Elle était radieuse, ne s’apercevant même pas qu’elle lui faisait mal. Que chacune de ses phrases était une lance qui se fichait profondément dans sa chair.
À moins que… Peut-être en avait-elle conscience, finalement ? Peut-être s’amusait-elle avec lui ?
Cet éternel jeu de la séduction… Ce jeu qu’il adorait.
Oui, Servane aimait peut-être le trouble qu’elle suscitait en lui.
Mais il préféra se dire qu’elle ne se rendait pas compte du supplice qu’elle lui infligeait.
Le pire, c’est qu’il en redemandait chaque jour…
Et voilà, il recommençait à penser à eux.
Mais il y arriverait, simple question de volonté.

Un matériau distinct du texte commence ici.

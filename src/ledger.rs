//! Per-category request budgets and rolling success/failure accounting.

use std::collections::HashMap;
use std::time::Duration;

use parking_lot::RwLock;

/// Request categories the dispatcher gates and accounts for.
///
/// Each category maps to exactly one LSP method. The set is fixed at compile
/// time; servers opt in per category through capability negotiation.
#[derive(Debug, Clone, Copy, PartialEq, Eq, Hash)]
pub enum RequestCategory {
	/// The `initialize` handshake. Exempt from capability gating.
	Initialize,
	/// Graceful `shutdown` request.
	Shutdown,
	/// `textDocument/completion`.
	Completion,
	/// `textDocument/hover`.
	Hover,
	/// `textDocument/definition`.
	Definition,
	/// `textDocument/references`.
	References,
	/// `textDocument/documentSymbol`.
	DocumentSymbol,
	/// `textDocument/formatting`.
	Formatting,
	/// `textDocument/rangeFormatting`.
	RangeFormatting,
	/// `textDocument/codeAction`.
	CodeAction,
	/// `textDocument/signatureHelp`.
	SignatureHelp,
	/// `textDocument/rename`.
	Rename,
	/// `workspace/executeCommand`.
	ExecuteCommand,
}

impl RequestCategory {
	/// The LSP method name for this category.
	pub const fn method(self) -> &'static str {
		match self {
			Self::Initialize => "initialize",
			Self::Shutdown => "shutdown",
			Self::Completion => "textDocument/completion",
			Self::Hover => "textDocument/hover",
			Self::Definition => "textDocument/definition",
			Self::References => "textDocument/references",
			Self::DocumentSymbol => "textDocument/documentSymbol",
			Self::Formatting => "textDocument/formatting",
			Self::RangeFormatting => "textDocument/rangeFormatting",
			Self::CodeAction => "textDocument/codeAction",
			Self::SignatureHelp => "textDocument/signatureHelp",
			Self::Rename => "textDocument/rename",
			Self::ExecuteCommand => "workspace/executeCommand",
		}
	}
}

impl std::fmt::Display for RequestCategory {
	fn fmt(&self, f: &mut std::fmt::Formatter<'_>) -> std::fmt::Result {
		f.write_str(self.method())
	}
}

/// Budget and rolling counters for one request category.
#[derive(Debug, Clone, Copy)]
pub struct CategoryStats {
	/// Time budget for requests of this category. `Duration::ZERO` disables
	/// the budget entirely.
	pub timeout: Duration,
	/// Requests that resolved successfully.
	pub success: u64,
	/// Requests that timed out or were answered with an error.
	pub failure: u64,
}

/// Tracks, per request category, a configurable timeout and rolling
/// success/failure counts.
///
/// Read by the dispatcher before every request; read/written by operational
/// tooling through the session's health surface. The ledger never drives
/// retries itself.
#[derive(Debug)]
pub struct TimeoutLedger {
	entries: RwLock<HashMap<RequestCategory, CategoryStats>>,
	default_timeout: Duration,
}

impl TimeoutLedger {
	/// Create a ledger with the given default budget for unconfigured
	/// categories.
	pub fn new(default_timeout: Duration) -> Self {
		Self {
			entries: RwLock::new(HashMap::new()),
			default_timeout,
		}
	}

	/// The current budget for a category.
	pub fn timeout(&self, category: RequestCategory) -> Duration {
		self.entries
			.read()
			.get(&category)
			.map(|s| s.timeout)
			.unwrap_or(self.default_timeout)
	}

	/// Override the budget for a category. Takes effect for the next request
	/// of that category; in-flight requests keep the budget they started with.
	pub fn set_timeout(&self, category: RequestCategory, timeout: Duration) {
		self.entry(category, |stats| stats.timeout = timeout);
	}

	/// Record a successful resolution.
	pub fn record_success(&self, category: RequestCategory) {
		self.entry(category, |stats| stats.success += 1);
	}

	/// Record a timeout or error resolution.
	pub fn record_failure(&self, category: RequestCategory) {
		self.entry(category, |stats| stats.failure += 1);
	}

	/// Snapshot of every category that has a configured budget or recorded
	/// outcome.
	pub fn snapshot(&self) -> HashMap<RequestCategory, CategoryStats> {
		self.entries.read().clone()
	}

	fn entry(&self, category: RequestCategory, update: impl FnOnce(&mut CategoryStats)) {
		let mut entries = self.entries.write();
		let stats = entries.entry(category).or_insert(CategoryStats {
			timeout: self.default_timeout,
			success: 0,
			failure: 0,
		});
		update(stats);
	}
}

impl Default for TimeoutLedger {
	fn default() -> Self {
		Self::new(Duration::from_secs(30))
	}
}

Et sa volonté était toujours d’acier.
Les cabanes de Talon approchaient. Servane et Vincent marchaient depuis déjà une heure et demie. Rythme soutenu, tension palpable.
Lapaz ne plaisantait plus, désormais ; concentré sur l’espoir de trouver une réponse là-haut, tandis que Servane se préparait à l’échec.
— Ça va ? Je ne vais pas trop vite ? demanda-t-il. Tu veux faire une petite pause ?
— Non, c’est bon, prétendit-elle d’une voix qui trahissait son essoufflement. Je me reposerai aux cabanes… Tu as prévu une lampe pour le retour ?
— Bien sûr.
Ils continuèrent leur ascension dans la forêt de pins noirs et distinguèrent soudain une silhouette sur le sentier. Quelqu’un descendait en sens inverse.
— C’est Julien, annonça Vincent.
— Merde ! Qu’est-ce qu’on va lui dire ?… Et si on se planquait ?
— Trop tard, il nous a vus… Allez, on avance et tu me laisses faire.
Ils se retrouvèrent quelques instants plus tard face à Mansoni. Après les poignées de main d’usage, le chef de secteur du Parc attaqua l’interrogatoire.
— Vous allez où, à cette heure-là ?
— On monte jusqu’aux cabanes, éluda simplement Vincent.
— Vous risquez de rentrer de nuit…
— Et après ? Je suis guide, je te rappelle !
— Bien sûr, mais la demoiselle…
— La demoiselle s’en sort très bien, ajouta Lapaz en souriant.
— Remarque, vous pouvez dormir au refuge… Parce que l’orage est pas bien loin.
— T’inquiète pas pour nous !
— Mais qu’est-ce que vous allez faire là-haut ? insista Julien.
— On se dégourdit les jambes ! improvisa Servane.
Vincent lui décocha un regard sévère.
— Et toi ? demanda-t-il. T’as fait quoi ?
— Je suis allé jeter un œil au nid de l’aigle.
— Tout va bien ?
— Oui… Les deux aiglons sont en pleine forme ! Allez, je vous laisse… Passez une bonne soirée et… soyez prudents, protégez-vous… De l’orage, je voulais dire !
Il traça son chemin et Servane le flingua à distance.